[Opening Source material section]
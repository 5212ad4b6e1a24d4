//! # lrdrive-calc
//!
//! A small integer calculator built on **lrdrive**, showing a complete
//! scanner, table set and semantic-action pipeline, including error
//! recovery.
//!
//! ## Overview
//!
//! - [`lexer`]: a `regex-automata` scanner ([`CalcLexer`]) producing
//!   [`TokenValue`]s with line/column [`Span`](lrdrive::Span)s.
//! - [`parser_data`]: the LALR(1) tables of the calculator grammar.
//! - [`parser`]: the semantic actions and the [`CalcParser`] front end.
//! - [`symtab`]: variable storage ([`SymTab`]).
//!
//! ## Example
//!
//! ```rust
//! use lrdrive_calc::{CalcParser, SymTab};
//!
//! let parser = CalcParser::try_new().unwrap();
//! let mut symtab = SymTab::new();
//! let eval = parser.evaluate("a = 1 + 2 * 3; a - 10; b; a * 2;", &mut symtab);
//!
//! // `b` is undefined: that statement is skipped and evaluation goes on
//! assert_eq!(eval.values(), vec![Some(7), Some(-3), None, Some(14)]);
//! assert_eq!(eval.errors.len(), 1);
//! assert!(eval.outcome.is_ok());
//! ```
pub mod error;
pub mod lexer;
pub mod parser;
pub mod parser_data;
pub mod symtab;
pub mod token;

pub use error::CalcError;
pub use lexer::{CalcLexer, Diagnostic, Lexicon};
pub use parser::{CalcActions, CalcParser, Evaluation, Statement};
pub use parser_data::TokenID;
pub use symtab::SymTab;
pub use token::TokenValue;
[Closing Source material section]
Above are some records. Print them all exactly.

- Result for this task
repository 5212ad4b6e1a24d4
//! # lrdrive-calc
//!
//! A small integer calculator built on **lrdrive**, showing a complete
//! scanner, table set and semantic-action pipeline, including error
//! recovery.
//!
//! ## Overview
//!
//! - [`lexer`]: a `regex-automata` scanner ([`CalcLexer`]) producing
//!   [`TokenValue`]s with line/column [`Span`](lrdrive::Span)s.
//! - [`parser_data`]: the LALR(1) tables of the calculator grammar.
//! - [`parser`]: the semantic actions and the [`CalcParser`] front end.
//! - [`symtab`]: variable storage ([`SymTab`]).
//!
//! ## Example
//!
//! ```rust
//! use lrdrive_calc::{CalcParser, SymTab};
//!
//! let parser = CalcParser::try_new().unwrap();
//! let mut symtab = SymTab::new();
//! let eval = parser.evaluate("a = 1 + 2 * 3; a - 10; b; a * 2;", &mut symtab);
//!
//! // `b` is undefined: that statement is skipped and evaluation goes on
//! assert_eq!(eval.values(), vec![Some(7), Some(-3), None, Some(14)]);
//! assert_eq!(eval.errors.len(), 1);
//! assert!(eval.outcome.is_ok());
//! ```
pub mod error;
pub mod lexer;
pub mod parser;
pub mod parser_data;
pub mod symtab;
pub mod token;

pub use error::CalcError;
pub use lexer::{CalcLexer, Diagnostic, Lexicon};
pub use parser::{CalcActions, CalcParser, Evaluation, Statement};
pub use parser_data::TokenID;
pub use symtab::SymTab;
pub use token::TokenValue;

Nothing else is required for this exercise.